In reviewing the circuit court’s decision on a motion to dismiss under Rule 12(b)(6), we treat the facts alleged in the complaint as true and view them in the light most favorable to the party who filed the complaint. Eisen, 97 Ark.App. at 138, 245 S.W.3d at 168. In testing the sufficiency of the complaint on a motion to dismiss, all reasonable inferences must be resolved in favor of the complaint, and the pleadings are to be liberally construed. Id., 245 S.W.3d at 168. However, Arkansas law requires fact pleading, and a complaint must state facts, not mere conclusions, in order to entitle the pleader to relief. Id, 245 S.W.3d at 168. According to Ark. R. Civ. P. 8(a)(1), a pleading that sets forth a claim for relief shall contain a statement in ordinary and concise language of facts showing that the pleader is entitled to relief. Id., 245 S.W.3d at 168. Rules 8(a)(1) and 12(b)(6) must be read together in testing the sufficiency of a complaint. Id., 245 S.W.3d at 168. We look to the underlying facts supporting an alleged cause of action to determine whether the matter has been sufficiently pled. Id, 245 S.W.3d at 168.
In their first point, appellants argue that the circuit court erred in dismissing their claim for fraud against Rice and Wells. The elements of fraud are (1) a false representation of a ^material fact; *122(2) knowledge that the representation is false or that there is insufficient evidence upon which to make the representation; (3) intent to induce action or inaction in reliance upon the representation; (4) justifiable reliance on the representation; and (5) damage suffered as a result of the reliance. Joplin v. Joplin, 88 Ark.App. 190, 196 S.W.3d 496 (2004).
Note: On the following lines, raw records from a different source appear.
//! SQLite DDL for the job store and continue-queue.
//!
//! All `CREATE TABLE` / `CREATE INDEX` statements live here so they are
//! reviewable and testable in isolation.

use rusqlite::Connection;

/// Bump when the DDL changes incompatibly.
pub(crate) const CURRENT_SCHEMA_VERSION: u32 = 2;

/// Complete DDL. Uses `IF NOT EXISTS` throughout so `apply_schema` is idempotent.
pub(crate) const SCHEMA_SQL: &str = r#"
-- WAL lets the host bridge read status while a worker writes.
PRAGMA journal_mode = WAL;

CREATE TABLE IF NOT EXISTS schema_meta (
    key   TEXT PRIMARY KEY,
    value TEXT NOT NULL
);

-- One row per job. JSON columns hold serde-serialized payloads;
-- timestamps are epoch milliseconds.
CREATE TABLE IF NOT EXISTS jobs (
    id               TEXT PRIMARY KEY,
    phase            TEXT NOT NULL,      -- snake_case Phase variant
    current_step     INTEGER NOT NULL,
    total_steps      INTEGER NOT NULL,
    drive            TEXT NOT NULL DEFAULT 'queue',  -- 'queue' | 'client'
    thesis_inputs    TEXT NOT NULL,
    thesis_summary   TEXT,
    checkpoint       TEXT,
    picked_candidate TEXT,
    result_payload   TEXT,
    error_message    TEXT,
    error_step       TEXT,
    retry_count      INTEGER NOT NULL DEFAULT 0,
    version          INTEGER NOT NULL,
    created_at       INTEGER NOT NULL,
    updated_at       INTEGER NOT NULL,
    next_attempt_at  INTEGER
);

CREATE INDEX IF NOT EXISTS idx_jobs_phase ON jobs(phase);

-- Durable continue triggers.
CREATE TABLE IF NOT EXISTS job_queue (
    id          INTEGER PRIMARY KEY AUTOINCREMENT,
    job_id      TEXT NOT NULL,
    visible_at  INTEGER NOT NULL,
    attempts    INTEGER NOT NULL DEFAULT 0,
    enqueued_at INTEGER NOT NULL
);

CREATE INDEX IF NOT EXISTS idx_queue_visible ON job_queue(visible_at);
CREATE INDEX IF NOT EXISTS idx_queue_job     ON job_queue(job_id);
"#;

/// Version 2 records who drives each job.
const MIGRATE_V1_TO_V2: &str =
    "ALTER TABLE jobs ADD COLUMN drive TEXT NOT NULL DEFAULT 'queue';";

/// Apply the full schema, seed the version on a fresh database and
/// migrate older ones forward.
pub(crate) fn apply_schema(conn: &Connection) -> rusqlite::Result<()> {
    conn.execute_batch(SCHEMA_SQL)?;
    match read_schema_version(conn)? {
        None => {}
        Some(v) if v >= CURRENT_SCHEMA_VERSION => return Ok(()),
        Some(_) => conn.execute_batch(MIGRATE_V1_TO_V2)?,
    }
    conn.execute(
        "INSERT OR REPLACE INTO schema_meta (key, value) VALUES ('schema_version', ?1)",
        rusqlite::params![CURRENT_SCHEMA_VERSION.to_string()],
    )?;
    Ok(())
}

/// Read the schema version, `None` if never seeded.
pub(crate) fn read_schema_version(conn: &Connection) -> rusqlite::Result<Option<u32>> {
    let mut stmt = conn.prepare("SELECT value FROM schema_meta WHERE key = 'schema_version'")?;
    let mut rows = stmt.query([])?;
    match rows.next()? {
        Some(row) => {
            let val: String = row.get(0)?;
            Ok(val.parse::<u32>().ok())
        }
        None => Ok(None),
    }
}
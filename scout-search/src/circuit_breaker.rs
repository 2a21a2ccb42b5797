//! Per-provider circuit breaker.
//!
//! Each [`crate::Aggregator`] owns one breaker. A provider that fails
//! `failure_threshold` times in a row is skipped until `cooldown_secs`
//! have elapsed, after which a single probe call decides whether it is
//! restored or tripped again.
//!
//! ```text
//! Closed --N failures--> Open --cooldown--> HalfOpen
//!   ^                     ^                    |
//!   |                     +------failure-------+
//!   +-------------------success----------------+
//! ```

use std::collections::HashMap;
use std::sync::Mutex;
use std::time::Instant;

use serde::{Deserialize, Serialize};

use crate::types::ProviderId;

/// Breaker state for one provider.
#[derive(Debug, Clone, Copy, PartialEq, Eq)]
pub enum CircuitState {
    /// Calls go through.
    Closed,
    /// Calls are skipped until the cooldown expires.
    Open,
    /// One probe call is allowed.
    HalfOpen,
}

#[derive(Debug, Clone)]
struct ProviderHealth {
    state: CircuitState,
    consecutive_failures: u32,
    opened_at: Option<Instant>,
}

impl Default for ProviderHealth {
    fn default() -> Self {
        Self {
            state: CircuitState::Closed,
            consecutive_failures: 0,
            opened_at: None,
        }
    }
}

/// Breaker tuning, embedded in [`crate::SearchConfig`].
#[derive(Debug, Clone, PartialEq, Eq, Serialize, Deserialize)]
#[serde(default)]
pub struct CircuitBreakerConfig {
    /// Consecutive failures before the circuit opens.
    pub failure_threshold: u32,
    /// Seconds an open circuit waits before allowing a probe.
    pub cooldown_secs: u64,
}

impl Default for CircuitBreakerConfig {
    fn default() -> Self {
        Self {
            failure_threshold: 3,
            cooldown_secs: 60,
        }
    }
}

/// Tracks provider health and decides whether a call should be attempted.
#[derive(Debug)]
pub struct CircuitBreaker {
    config: CircuitBreakerConfig,
    providers: Mutex<HashMap<ProviderId, ProviderHealth>>,
}

impl CircuitBreaker {
    pub fn new(config: CircuitBreakerConfig) -> Self {
        Self {
            config,
            providers: Mutex::new(HashMap::new()),
        }
    }

    /// Record a successful call; the circuit closes.
    pub fn record_success(&self, provider: ProviderId) {
        self.with_health(provider, |health, _| {
            *health = ProviderHealth::default();
        });
    }

    /// Record a failed call; the circuit opens once the threshold is hit.
    ///
    /// A failed half-open probe reopens the circuit immediately.
    pub fn record_failure(&self, provider: ProviderId) {
        self.with_health(provider, |health, config| {
            health.consecutive_failures = health.consecutive_failures.saturating_add(1);
            let probe_failed = health.state == CircuitState::HalfOpen;
            if probe_failed || health.consecutive_failures >= config.failure_threshold {
                if health.state != CircuitState::Open {
                    tracing::warn!(
                        %provider,
                        failures = health.consecutive_failures,
                        "circuit opened for search provider"
                    );
                }
                health.state = CircuitState::Open;
                health.opened_at = Some(Instant::now());
            }
        });
    }

    /// Whether a call to `provider` should be attempted now.
    ///
    /// An open circuit whose cooldown has elapsed moves to half-open and
    /// admits exactly one probe; further calls are refused until that
    /// probe reports back.
    pub fn should_attempt(&self, provider: ProviderId) -> bool {
        self.with_health(provider, |health, config| match health.state {
            CircuitState::Closed => true,
            CircuitState::HalfOpen => false,
            CircuitState::Open => {
                let cooled = health
                    .opened_at
                    .is_none_or(|t| t.elapsed().as_secs() >= config.cooldown_secs);
                if cooled {
                    health.state = CircuitState::HalfOpen;
                }
                cooled
            }
        })
    }

    /// Current state of `provider` (closed if never seen).
    pub fn state(&self, provider: ProviderId) -> CircuitState {
        self.with_health(provider, |health, _| health.state)
    }

    /// `(provider, state, consecutive_failures)` for every tracked provider,
    /// sorted by provider.
    pub fn health_report(&self) -> Vec<(ProviderId, CircuitState, u32)> {
        let map = match self.providers.lock() {
            Ok(guard) => guard,
            Err(poisoned) => poisoned.into_inner(),
        };
        let mut report: Vec<_> = map
            .iter()
            .map(|(id, h)| (*id, h.state, h.consecutive_failures))
            .collect();
        report.sort_by_key(|(id, _, _)| *id);
        report
    }

    fn with_health<R>(
        &self,
        provider: ProviderId,
        f: impl FnOnce(&mut ProviderHealth, &CircuitBreakerConfig) -> R,
    ) -> R {
        // A panic while holding the lock cannot leave the map inconsistent.
        let mut map = match self.providers.lock() {
            Ok(guard) => guard,
            Err(poisoned) => poisoned.into_inner(),
        };
        f(map.entry(provider).or_default(), &self.config)
    }
}
//! Headless queue worker: drains due `continue` messages until Ctrl-C.

use thesis_scout::App;
use tokio_util::sync::CancellationToken;

#[tokio::main]
async fn main() -> anyhow::Result<()> {
    tracing_subscriber::fmt()
        .with_writer(std::io::stderr)
        .with_env_filter(
            tracing_subscriber::EnvFilter::try_from_default_env()
                .unwrap_or_else(|_| tracing_subscriber::EnvFilter::new("info")),
        )
        .init();

    let app = App::load().map_err(|e| anyhow::anyhow!("scout-worker startup failed: {e}"))?;
    let worker = app.worker();

    let cancel = CancellationToken::new();
    let signal_cancel = cancel.clone();
    tokio::spawn(async move {
        match tokio::signal::ctrl_c().await {
            Ok(()) => {
                tracing::info!("interrupt received, stopping after current round");
                signal_cancel.cancel();
            }
            Err(e) => tracing::error!(error = %e, "failed to listen for Ctrl-C"),
        }
    });

    worker.run(cancel).await;
    Ok(())
}
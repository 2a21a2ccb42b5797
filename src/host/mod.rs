//! JSON host bridge: versioned envelopes, command routing and the
//! newline-delimited stdio transport.

pub mod contract;
pub mod handler;
pub mod stdio;

pub use contract::{CommandEnvelope, CommandName, EVENT_VERSION, ResponseEnvelope};
pub use handler::HostHandler;
pub use stdio::{run_bridge, run_stdio_bridge};
//! Newline-delimited JSON bridge for the host command channel.
//!
//! Reads one `CommandEnvelope` per line and writes one `ResponseEnvelope`
//! per line. Commands run concurrently, so responses may come back out of
//! order; callers match them by `request_id`.
//!
//! Stdout is exclusively reserved for the JSON protocol; all diagnostic
//! output (tracing, logs) must be routed to stderr.

use std::sync::Arc;

use tokio::io::{AsyncBufReadExt, AsyncRead, AsyncWrite, AsyncWriteExt, BufReader, BufWriter};
use tokio::sync::Mutex;
use tokio::task::JoinSet;

use crate::error::{Result, ScoutError};
use crate::error::error_codes::INVALID_INPUT;
use crate::host::contract::{CommandEnvelope, ResponseEnvelope};
use crate::host::handler::HostHandler;

type SharedWriter<W> = Arc<Mutex<BufWriter<W>>>;

/// Serve stdin/stdout until stdin closes.
pub async fn run_stdio_bridge(handler: Arc<HostHandler>) -> Result<()> {
    run_bridge(handler, tokio::io::stdin(), tokio::io::stdout()).await
}

/// Serve `reader` → `writer` until EOF, then wait for in-flight commands.
pub async fn run_bridge<R, W>(handler: Arc<HostHandler>, reader: R, writer: W) -> Result<()>
where
    R: AsyncRead + Unpin,
    W: AsyncWrite + Unpin + Send + 'static,
{
    let writer: SharedWriter<W> = Arc::new(Mutex::new(BufWriter::new(writer)));
    let mut reader = BufReader::new(reader);
    let mut in_flight = JoinSet::new();
    let mut line = String::new();

    loop {
        line.clear();
        let bytes_read = reader
            .read_line(&mut line)
            .await
            .map_err(|e| ScoutError::Io(format!("failed to read command stream: {e}")))?;
        if bytes_read == 0 {
            tracing::info!("command stream closed (EOF); draining in-flight commands");
            break;
        }

        let trimmed = line.trim();
        if trimmed.is_empty() {
            continue;
        }

        let envelope: CommandEnvelope = match serde_json::from_str(trimmed) {
            Ok(env) => env,
            Err(e) => {
                tracing::warn!(error = %e, "failed to parse command envelope");
                let response = ResponseEnvelope::error(
                    "parse-error",
                    INVALID_INPUT,
                    format!("failed to parse command envelope: {e}"),
                );
                write_response(&writer, &response).await?;
                continue;
            }
        };

        let handler = Arc::clone(&handler);
        let writer = Arc::clone(&writer);
        in_flight.spawn(async move {
            let response = handler.handle(envelope).await;
            if let Err(e) = write_response(&writer, &response).await {
                tracing::warn!(
                    error = %e,
                    request_id = %response.request_id,
                    "failed to write response"
                );
            }
        });
    }

    while let Some(joined) = in_flight.join_next().await {
        if let Err(e) = joined {
            tracing::error!(error = %e, "command task panicked");
        }
    }
    Ok(())
}

/// Write a single JSON line and flush.
async fn write_response<W: AsyncWrite + Unpin>(
    writer: &SharedWriter<W>,
    response: &ResponseEnvelope,
) -> Result<()> {
    let json = serde_json::to_string(response)?;
    let mut w = writer.lock().await;
    w.write_all(json.as_bytes())
        .await
        .map_err(|e| ScoutError::Io(format!("failed to write response: {e}")))?;
    w.write_all(b"\n")
        .await
        .map_err(|e| ScoutError::Io(format!("failed to write newline: {e}")))?;
    w.flush()
        .await
        .map_err(|e| ScoutError::Io(format!("failed to flush response: {e}")))?;
    Ok(())
}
The circuit court was correct in dismissing appellants’ claim for fraud against Rice and Wells, because appellants did not allege that they made any misrepresentation of fact. Although appellants base their claim for actual fraud on nondisclosure of the termite problem, nondisclosure is not enough to support a claim for actual fraud. It may provide a basis for a claim of constructive fraud, but appellants did not state facts which, if true, would support a claim for constructive fraud. Constructive fraud has been defined as a breach of a legal or equitable duty, which, irrespective of the moral guilt of the fraud feasor, the law declares to be fraudulent because of its tendency to deceive others. Beatty v. Haggard, 87 Ark. App. 75, 184 S.W.3d 479 (2004). Generally, however, liability for a nondisclosure may be found only in special circumstances, where there is a duty to communicate the purportedly concealed material fact. See Downum v. Downum, 101 Ark. App. 243, 274 S.W.3d 349 (2008). Failure to speak is the equivalent of fraudulent concealment only in circumstances when a duty to speak arises, such as those involving a confidential relationship, and where one party knows another is relying on misinformation to his detriment. Ward v. Worthen Bank & Trust Co., N.A., 284 Ark. 355, 681 S.W.2d 365 (1984). Appellants did not attach the real-estate contract to their complaint; without | sit, it is impossible to determine whether Rice and Wells made any representations about termites, or whether they had any duty to disclose the July 2005 report.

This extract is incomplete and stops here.